I guess I need to be more specific. I have prayed for the one to be put in my path. There are a couple who belong to my church, and as much as I love that, I am not interested in them. This is just another reason I don't attend the singles group at church. It is a lot easier to tell someone you are not interested online than it is in person. Is that bad? That sounds bad. Let me share a quick story.
First, an introduction. A guy from my church expressed some interest in me. I was not interested in him and politely told him I was not looking to date. At the time was true. I told him this very nicely. Even if we were not members of the same church I would have been nice but looking back now I may have been a little more direct had we met under different circumstances. Well, at a recent church event, mind you, the very day after I told you all I wanted God to put a man in my path.....boom. We arrived just as this same guy was getting out of his car. He waited for me and my kids to get out. I was thinking, God, I know this is just a pure coincidence and you are not putting him in my path. Right!?? So, we got out and walk in with him. He made small talk with me and my kids and we then we went our separate ways. He really is nice. I just don't feel anything. "Coincidence. Coincidence. Coincidence."
I just keep telling myself God knows what I am looking for. The man He has for me will at least resemble what I am looking for. Right? Then I go into a tailspin of guilty thoughts. Am I being too superficial? Is it wrong to dream of my future husband being the best looking guy in the whole world? Even if it is only my opinion. Is God angry with me for having these thoughts? Or worse, have I rejected the one He put in my path? Have I missed the boat? Should I just give up and become a nun? Can I even do that? "For I know the plans I have for you," declares the Lord, "plans to prosper you and not to harm you, plans to give you hope and a future" (Jeremiah 29:11 NIV).

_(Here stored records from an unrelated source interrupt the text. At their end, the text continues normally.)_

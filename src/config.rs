use std::env;
use std::str::FromStr;
use std::time::Duration;

use crate::poller::{PollerConfig, DEFAULT_POLL_INTERVAL};
use crate::window::DEFAULT_WINDOW_CAPACITY;

pub const DEFAULT_SCAN_BLOCKS: u64 = 10;

#[derive(Debug, Clone)]
pub struct Config {
    pub eth_rpc_url: String,
    pub indexer_url: Option<String>,
    pub indexer_network: String,
    pub http_bind_addr: String,
    pub poll_interval: Duration,
    pub block_window: usize,
    pub scan_blocks: u64,
    pub rpc_timeout: Option<Duration>,
}

#[derive(thiserror::Error, Debug, PartialEq)]
pub enum ConfigError {
    #[error("missing ETH_RPC_URL env var")]
    MissingEthRpcUrl,
    #[error("{var} must be a number, got {value:?}")]
    InvalidNumber { var: &'static str, value: String },
}

impl Config {
    pub fn from_env() -> Result<Self, ConfigError> {
        Self::from_lookup(|key| env::var(key).ok())
    }

    pub fn from_lookup<F>(lookup: F) -> Result<Self, ConfigError>
    where
        F: Fn(&str) -> Option<String>,
    {
        let eth_rpc_url = lookup("ETH_RPC_URL").ok_or(ConfigError::MissingEthRpcUrl)?;
        let indexer_url = lookup("INDEXER_URL").filter(|s| !s.trim().is_empty());
        let indexer_network = lookup("INDEXER_NETWORK").unwrap_or_else(|| "mainnet".to_string());
        let http_bind_addr = lookup("HTTP_BIND").unwrap_or_else(|| "127.0.0.1:8080".to_string());

        let poll_interval = parse_var::<u64>(&lookup, "POLL_INTERVAL_MS")?
            .map(Duration::from_millis)
            .unwrap_or(DEFAULT_POLL_INTERVAL);
        let block_window =
            parse_var::<usize>(&lookup, "BLOCK_WINDOW")?.unwrap_or(DEFAULT_WINDOW_CAPACITY);
        let scan_blocks = parse_var::<u64>(&lookup, "SCAN_BLOCKS")?.unwrap_or(DEFAULT_SCAN_BLOCKS);
        let rpc_timeout = parse_var::<u64>(&lookup, "RPC_TIMEOUT_SECS")?.map(Duration::from_secs);

        Ok(Self {
            eth_rpc_url,
            indexer_url,
            indexer_network,
            http_bind_addr,
            poll_interval,
            block_window,
            scan_blocks,
            rpc_timeout,
        })
    }

    pub fn poller(&self) -> PollerConfig {
        PollerConfig {
            interval: self.poll_interval,
            window_capacity: self.block_window,
        }
    }
}

fn parse_var<T: FromStr>(
    lookup: &impl Fn(&str) -> Option<String>,
    var: &'static str,
) -> Result<Option<T>, ConfigError> {
    match lookup(var) {
        None => Ok(None),
        Some(raw) => raw
            .trim()
            .parse()
            .map(Some)
            .map_err(|_| ConfigError::InvalidNumber { var, value: raw }),
    }
}

#[cfg(test)]
mod tests {
    use super::*;
    use std::collections::HashMap;

    fn lookup_from(pairs: &[(&str, &str)]) -> impl Fn(&str) -> Option<String> {
        let map: HashMap<String, String> = pairs
            .iter()
            .map(|(k, v)| (k.to_string(), v.to_string()))
            .collect();
        move |key: &str| map.get(key).cloned()
    }

    #[test]
    fn defaults_apply() {
        let config = Config::from_lookup(lookup_from(&[("ETH_RPC_URL", "http://node:8545")])).unwrap();
        assert_eq!(config.poll_interval, Duration::from_secs(2));
        assert_eq!(config.block_window, 20);
        assert_eq!(config.scan_blocks, DEFAULT_SCAN_BLOCKS);
        assert_eq!(config.indexer_network, "mainnet");
        assert!(config.indexer_url.is_none());
        assert!(config.rpc_timeout.is_none());
    }

    #[test]
    fn rpc_url_is_required() {
        assert_eq!(
            Config::from_lookup(lookup_from(&[])).unwrap_err(),
            ConfigError::MissingEthRpcUrl
        );
    }

    #[test]
    fn malformed_numbers_are_rejected() {
        let err = Config::from_lookup(lookup_from(&[
            ("ETH_RPC_URL", "http://node:8545"),
            ("POLL_INTERVAL_MS", "soon"),
        ]))
        .unwrap_err();
        assert_eq!(
            err,
            ConfigError::InvalidNumber {
                var: "POLL_INTERVAL_MS",
                value: "soon".to_string()
            }
        );
    }

    #[test]
    fn overrides_are_read() {
        let config = Config::from_lookup(lookup_from(&[
            ("ETH_RPC_URL", "http://node:8545"),
            ("INDEXER_URL", "http://indexer"),
            ("POLL_INTERVAL_MS", "500"),
            ("BLOCK_WINDOW", "5"),
            ("RPC_TIMEOUT_SECS", "3"),
        ]))
        .unwrap();
        assert_eq!(config.poller().interval, Duration::from_millis(500));
        assert_eq!(config.poller().window_capacity, 5);
        assert_eq!(config.indexer_url.as_deref(), Some("http://indexer"));
        assert_eq!(config.rpc_timeout, Some(Duration::from_secs(3)));
    }
}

How do you correctly repent for messing up God's plans? Or how do you even know? What if I haven't messed anything up at all and I still have yet to meet Mr. Right? Then I have those days when I think God is the only one who will think I am beautiful in this stage of my life. The metabolism is slowing down a bit, the chin is starting to double, and I am starting to get the family shape simply because I am too exhausted to do anything about it. Yes, I admit I throw myself a pity party every once in a while.
My kids want me to date. Or at least that's the vibe I get. They want me to be happy. And yet they want to drive me crazy at the same time. More often than not I think I can't possible bring a guy into this especially if he has kids... He'll run away screaming. Oh yes, did I mention that's another requirement? "Must have children." This is because my baby factory is closed. Out of business. Sorry, but it is. I don't think He was talking to me when God said "Be fruitful, and multiply, and replenish the earth" (Genesis 1:28 KJV). I know it seems selfish, but I just really do not want to start all over again. My son starts high school this year. I can't even imagine having another baby in the house.
I have to believe God laughs at my requirement list. Everyone else does. He has to think "No wonder you trust your dating life to me. Who else could perform such a miracle?" I never wonder why I am still single. Some days I mind, others I don't. Some days I can't wait to be married again. Other days I wonder if that is what I really want. With all the other things I have on my plate, praying for a husband is not something I do daily. In fact, hardly ever. I pray more for my kids salvation and my sanity than for Mr. Right. I wonder if that means I am not ready for him. Really ready. Am I 100 percent ready to give my heart away again. Hmmm.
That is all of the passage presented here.